Every foreclosed home seller faces many challenges. Or so they believe. What they don’t realize is that there is a very simple solution that has been around for hundreds of years when it comes to easy loans or no loans. Allowing someone to take over a mortgage has been a valuable option for home sellers and home buyers in the past because it eases the hassle of transferring title when money is tight and the economy slows.

But with home prices falling so much over the past five years, some homebuyers may not want to take out a mortgage that’s worth more than the home is worth. From the home seller’s perspective, selling a home to a total stranger if the loan balance is unattractive is a very real possibility, worrying about the new home owner leaving when things get tough. A home seller may be forced to foreclose on the new owner for late mortgage payments, damaging their own credit in the process.

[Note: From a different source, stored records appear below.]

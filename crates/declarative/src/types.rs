//! Core types for declarative step execution

use serde::{Deserialize, Serialize};
use std::collections::BTreeMap;
use std::fmt;

/// Variables handed to a template renderer
pub type Variables = BTreeMap<String, serde_json::Value>;

/// Desired state of a service
#[derive(Debug, Clone, Copy, PartialEq, Eq, Hash, Serialize, Deserialize)]
#[serde(rename_all = "lowercase")]
pub enum ServiceState {
    /// Service starts at boot
    Enabled,
    /// Service is running
    Started,
    /// Service is not running
    Stopped,
}

impl fmt::Display for ServiceState {
    fn fmt(&self, f: &mut fmt::Formatter<'_>) -> fmt::Result {
        match self {
            ServiceState::Enabled => write!(f, "enabled"),
            ServiceState::Started => write!(f, "started"),
            ServiceState::Stopped => write!(f, "stopped"),
        }
    }
}

/// When a notified handler runs
#[derive(Debug, Clone, Copy, PartialEq, Eq, Hash, Serialize, Deserialize)]
#[serde(rename_all = "lowercase")]
pub enum Timing {
    /// Right after the triggering step changed something
    Immediate,
    /// Once, at the end of a successful run
    Deferred,
}

impl fmt::Display for Timing {
    fn fmt(&self, f: &mut fmt::Formatter<'_>) -> fmt::Result {
        match self {
            Timing::Immediate => write!(f, "immediate"),
            Timing::Deferred => write!(f, "deferred"),
        }
    }
}

/// Current or desired state of the thing an action manages
#[derive(Debug, Clone, PartialEq, Eq, Serialize, Deserialize)]
pub enum ResourceState {
    /// Resource exists/is configured
    Present { details: Option<String> },
    /// Resource does not exist/is not configured
    Absent,
    /// Resource exists but differs from desired
    Modified { from: String, to: String },
    /// State cannot be determined
    Unknown,
}

/// Result of applying a single action
#[derive(Debug, Clone, PartialEq, Eq, Serialize, Deserialize)]
pub enum ApplyResult {
    /// No changes needed
    NoChange,
    /// Resource was created
    Created,
    /// Resource was modified
    Modified,
    /// Resource was removed
    Removed,
    /// Apply was skipped
    Skipped { reason: String },
}

impl ApplyResult {
    /// Check if the result represents a change
    pub fn is_change(&self) -> bool {
        matches!(self, Self::Created | Self::Modified | Self::Removed)
    }
}

/// Summary of a run
#[derive(Debug, Clone, Default, Serialize, Deserialize)]
pub struct ExecuteSummary {
    pub created: usize,
    pub modified: usize,
    pub removed: usize,
    pub skipped: usize,
    pub no_change: usize,
    /// Ids of the steps that changed something, in run order
    pub updated: Vec<String>,
    /// Handlers that ran (or would run, in a dry run), in run order
    pub notified: Vec<String>,
}

impl ExecuteSummary {
    /// Total number of actual changes made
    pub fn total_changes(&self) -> usize {
        self.created + self.modified + self.removed
    }

    /// Total number of steps and handlers processed
    pub fn total(&self) -> usize {
        self.created + self.modified + self.removed + self.skipped + self.no_change
    }

    /// Add a result to the summary
    pub fn add_result(&mut self, id: &str, result: &ApplyResult) {
        match result {
            ApplyResult::NoChange => self.no_change += 1,
            ApplyResult::Created => self.created += 1,
            ApplyResult::Modified => self.modified += 1,
            ApplyResult::Removed => self.removed += 1,
            ApplyResult::Skipped { .. } => self.skipped += 1,
        }
        if result.is_change() {
            self.updated.push(id.to_string());
        }
    }
}

/// Options for execution
#[derive(Debug, Clone, Default)]
pub struct ExecuteOptions {
    /// Don't make changes, just report what would happen
    pub dry_run: bool,
}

A different method of “accepting the payment” can be used to mitigate the above mentioned concerns. Equity sharing brings relief and security to both the home seller and the home buyer. It should be remembered that real estate prices are cyclical. They go down but they always come back in good time. If property prices are weak today, we will definitely see an increase tomorrow. Equity sharing can weather the tide until residential real estate prices return the property to a performing investment.

Here’s how equity stakes can produce remarkable results in any economy.

  1. The home seller keeps the ownership of the property as a separate account that cannot be transferred to the home buyer.

    2. Using a very special “shareholder” agreement, the home seller and home buyer both become “partners” in the equity stake in the property as a real estate business.

    3. The homebuyer shall “contribute” to this arrangement and as a resident a mutually agreed sum of money, shall be treated as a resident property manager, with all the rights of home ownership and financial rewards and responsibilities assumed by a true homeowner, solely on a “tenant to own” basis.

    4. When the property increases in value over time and the property is sold, the home seller and the home buyer will share the equity proceeds from the sale of the property or the live property manager can purchase the property. Fair market value less equity.

Time is a great healer in a weak real estate market and an equity sharing agreement is the perfect solution when time is needed to recover. If it takes more time for the property’s value to increase beyond the mortgage loan balance, so be it. Equity sharing is a great tool for a homeowner, because even if you owe more on the loan than the value of the home, you can find someone to take payments. It’s a great way for someone with a good job but poor credit to get their dream home without having to qualify. Equity sharing is safe for all parties and the perfect solution to real estate activity in a down economy.